Lebih gila lagi, terkadang push up dilakukan oleh peserta dengan lebih ekstrim, saya pernah menyaksikannya sendiri dimana peserta harus menahan kedua lengannya agar tidak terjatuh ke tanah. Itu memang hal biasa, tetapi yang di luar logika, senior dari peserta didik tersebut memberikan golok yang siap melahap perutnya ketika dia lengah.
Memang tidak semua, hanya dilakukan sebagian kecil dari para oknum. Namun kesaksian saya melihatnya secara langsung menjadi bukti bahwa di Era Digitalisasi seperti ini rupanya masih ada penerapan kegiatan seperti ini. Sungguh di luar nalar dan bikin saya geleng-geleng kepala. Kepikiran, kok jadi seni pertunjukan debus.
Dan benar saja, setahun kemudian mencuat kasus Diksar yang memakan korban. Satu orang tewas, dua orang harus dilarikan ke rumah sakit dan sebagian lain mengaku merasa dipukuli oleh panitia. Ngeri, ya?
Padahal kalau dipikir-pikir, memangnya tidak ada Standar Operasional Prosedur (SOP) dalam kegiatan Diksar? Sebagian besar ada, tetapi sebagian lainnya tidak memilikinya.
Inilah yang menjadi cikal bakal kekerasan terjadi, tidak ada aturan pasti yang menjadi pedoman bagi para peserta maupun panitia. Semua kegiatan dilakukan hanya dengan mengira-ngira.
Jika ada aturan jelas maka dapat dipastikan tak akan ada dendam. Jika tidak ada dendam, maka tidak akan mungkin bisa memakan korban (di luar faktor lingkungan alam yang berbahaya).
Praktiknya begini. Semua hal tentu ada alasan, mengapa peserta didik diberi hukuman push up? Tentu karena melakukan kesalahan. Dan siapa yang bisa memberikan hukuman?

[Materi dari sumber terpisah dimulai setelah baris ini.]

use async_trait::async_trait;
use bytes::Bytes;
use log::{ debug, info, warn };
use std::process::Stdio;
use tokio::io::AsyncReadExt;
use tokio::process::{ Child, Command };
use tokio::task::JoinHandle;
use uuid::Uuid;
use super::{ AudioCapture, AudioClip, AudioPlayer, MediaError, Microphone };

const READ_BUFFER_SIZE: usize = 8 * 1024;

fn split_command(command_line: &str) -> Result<(String, Vec<String>), MediaError> {
    let mut parts = command_line.split_whitespace().map(str::to_string);
    let program = parts
        .next()
        .ok_or_else(|| MediaError::Unavailable("empty audio command".to_string()))?;
    Ok((program, parts.collect()))
}

/// Captures audio by running an external recorder that writes the encoded
/// stream to stdout (for example `arecord -q -f cd -t wav -`).
#[derive(Debug, Clone)]
pub struct CommandMicrophone {
    command_line: String,
    mime: String,
}

impl CommandMicrophone {
    pub fn new(command_line: impl Into<String>, mime: impl Into<String>) -> Self {
        Self {
            command_line: command_line.into(),
            mime: mime.into(),
        }
    }
}

#[async_trait]
impl Microphone for CommandMicrophone {
    async fn open(&self) -> Result<Box<dyn AudioCapture>, MediaError> {
        let (program, args) = split_command(&self.command_line)?;
        let mut child = Command::new(&program)
            .args(&args)
            .stdin(Stdio::null())
            .stdout(Stdio::piped())
            .stderr(Stdio::null())
            .kill_on_drop(true)
            .spawn()
            .map_err(|e| MediaError::Unavailable(format!("{}: {}", program, e)))?;

        let mut stdout = child
            .stdout
            .take()
            .ok_or_else(|| MediaError::Unavailable("recorder has no stdout".to_string()))?;

        let reader = tokio::spawn(async move {
            let mut chunks = Vec::new();
            let mut buf = vec![0u8; READ_BUFFER_SIZE];
            loop {
                match stdout.read(&mut buf).await {
                    Ok(0) => break,
                    Ok(n) => chunks.push(Bytes::copy_from_slice(&buf[..n])),
                    Err(e) => {
                        warn!("Recorder stream error: {}", e);
                        break;
                    }
                }
            }
            chunks
        });

        info!("Recording started with '{}'", self.command_line);
        Ok(Box::new(CommandCapture {
            child: Some(child),
            reader: Some(reader),
            mime: self.mime.clone(),
        }))
    }
}

struct CommandCapture {
    child: Option<Child>,
    reader: Option<JoinHandle<Vec<Bytes>>>,
    mime: String,
}

#[async_trait]
impl AudioCapture for CommandCapture {
    fn mime_type(&self) -> &str {
        &self.mime
    }

    async fn stop(&mut self) -> Result<Vec<Bytes>, MediaError> {
        if let Some(child) = self.child.as_mut() {
            if let Err(e) = child.kill().await {
                debug!("Recorder already exited: {}", e);
            }
        }
        self.child = None;

        let reader = match self.reader.take() {
            Some(reader) => reader,
            None => return Ok(Vec::new()),
        };
        reader.await.map_err(|e| MediaError::Capture(e.to_string()))
    }

    fn release(&mut self) {
        if let Some(mut child) = self.child.take() {
            if let Err(e) = child.start_kill() {
                debug!("Recorder already exited: {}", e);
            }
        }
        if let Some(reader) = self.reader.take() {
            reader.abort();
        }
    }
}

impl Drop for CommandCapture {
    fn drop(&mut self) {
        self.release();
    }
}

/// Plays clips by handing a temporary file to an external player.
#[derive(Debug, Clone)]
pub struct CommandPlayer {
    command_line: String,
}

impl CommandPlayer {
    pub fn new(command_line: impl Into<String>) -> Self {
        Self { command_line: command_line.into() }
    }
}

fn extension_for(mime: &str) -> &'static str {
    match mime.split(';').next().unwrap_or_default().trim() {
        "audio/mpeg" | "audio/mp3" => "mp3",
        "audio/wav" | "audio/x-wav" | "audio/wave" => "wav",
        "audio/webm" => "webm",
        "audio/ogg" => "ogg",
        _ => "bin",
    }
}

#[async_trait]
impl AudioPlayer for CommandPlayer {
    async fn play(&self, clip: AudioClip) -> Result<(), MediaError> {
        let (program, args) = split_command(&self.command_line)?;
        let path = std::env
            ::temp_dir()
            .join(format!("hotel-chat-{}.{}", Uuid::new_v4(), extension_for(&clip.mime)));
        tokio::fs
            ::write(&path, &clip.bytes).await
            .map_err(|e| MediaError::Playback(e.to_string()))?;

        debug!("Playing {} bytes of {} from {}", clip.bytes.len(), clip.mime, path.display());
        let status = Command::new(&program)
            .args(&args)
            .arg(&path)
            .stdin(Stdio::null())
            .stdout(Stdio::null())
            .stderr(Stdio::null())
            .status().await;

        if let Err(e) = tokio::fs::remove_file(&path).await {
            debug!("Could not remove {}: {}", path.display(), e);
        }

        match status {
            Ok(status) if status.success() => Ok(()),
            Ok(status) => Err(MediaError::Playback(format!("{} exited with {}", program, status))),
            Err(e) => Err(MediaError::Playback(format!("{}: {}", program, e))),
        }
    }
}

#[cfg(test)]
mod tests {
    use super::*;

    #[test]
    fn command_line_splits_program_and_args() {
        let (program, args) = split_command("arecord -q -f cd -").unwrap();
        assert_eq!(program, "arecord");
        assert_eq!(args, vec!["-q", "-f", "cd", "-"]);
        assert!(split_command("   ").is_err());
    }

    #[test]
    fn extension_follows_mime() {
        assert_eq!(extension_for("audio/mpeg"), "mp3");
        assert_eq!(extension_for("audio/webm;codecs=opus"), "webm");
        assert_eq!(extension_for("application/octet-stream"), "bin");
    }

    #[tokio::test]
    async fn missing_recorder_is_reported_as_unavailable() {
        let mic = CommandMicrophone::new("hotel-chat-no-such-recorder", "audio/wav");
        let result = mic.open().await;
        assert!(matches!(result, Err(MediaError::Unavailable(_))));
    }

    #[cfg(unix)]
    #[tokio::test]
    async fn recorder_output_is_collected_on_stop() {
        let mic = CommandMicrophone::new("echo hello", "audio/wav");
        let mut capture = mic.open().await.unwrap();
        tokio::time::sleep(std::time::Duration::from_millis(200)).await;
        let chunks = capture.stop().await.unwrap();
        let clip = AudioClip::from_chunks(&chunks, capture.mime_type());
        assert_eq!(&clip.bytes[..], b"hello\n");
        capture.release();
    }
}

Instruktur kegiatan.
Sebelum melaksanakan Diksar, setidaknya panitia harus mengerti terlebih dahulu SOP yang ditetapkan. Ini agar kegiatan tidak berlangsung semrawut. Jangan perlakukan peserta seperti kambing hitam, bertemu panitia satu push up, berhadapan dengan panitia lain push up lagi. Tanpa alasan yang jelas. Padahal, panitia (misal mengurus konsumsi) yang memberi hukuman sebenarnya tidak tahu menahu terhadap setiap kegiatan yang dilalui peserta.
Itulah mengapa peran penting senior harus bijak dalam pengawasan. Rasanya tidak mungkin terjadi hal yang tidak diinginkan jika adanya pengawasan terhadap pelaksanaannya. Dalam hal ini, panitia mungkin takut untuk melakukan tindakan di luar batas.
Sebab kita tahu bahwa jika pendidikan dasar pecinta alam tidak diawasi dengan baik oleh orang dewasa yang bertanggung jawab, maka dapat menyebabkan kecelakaan dan bahaya bagi peserta didik.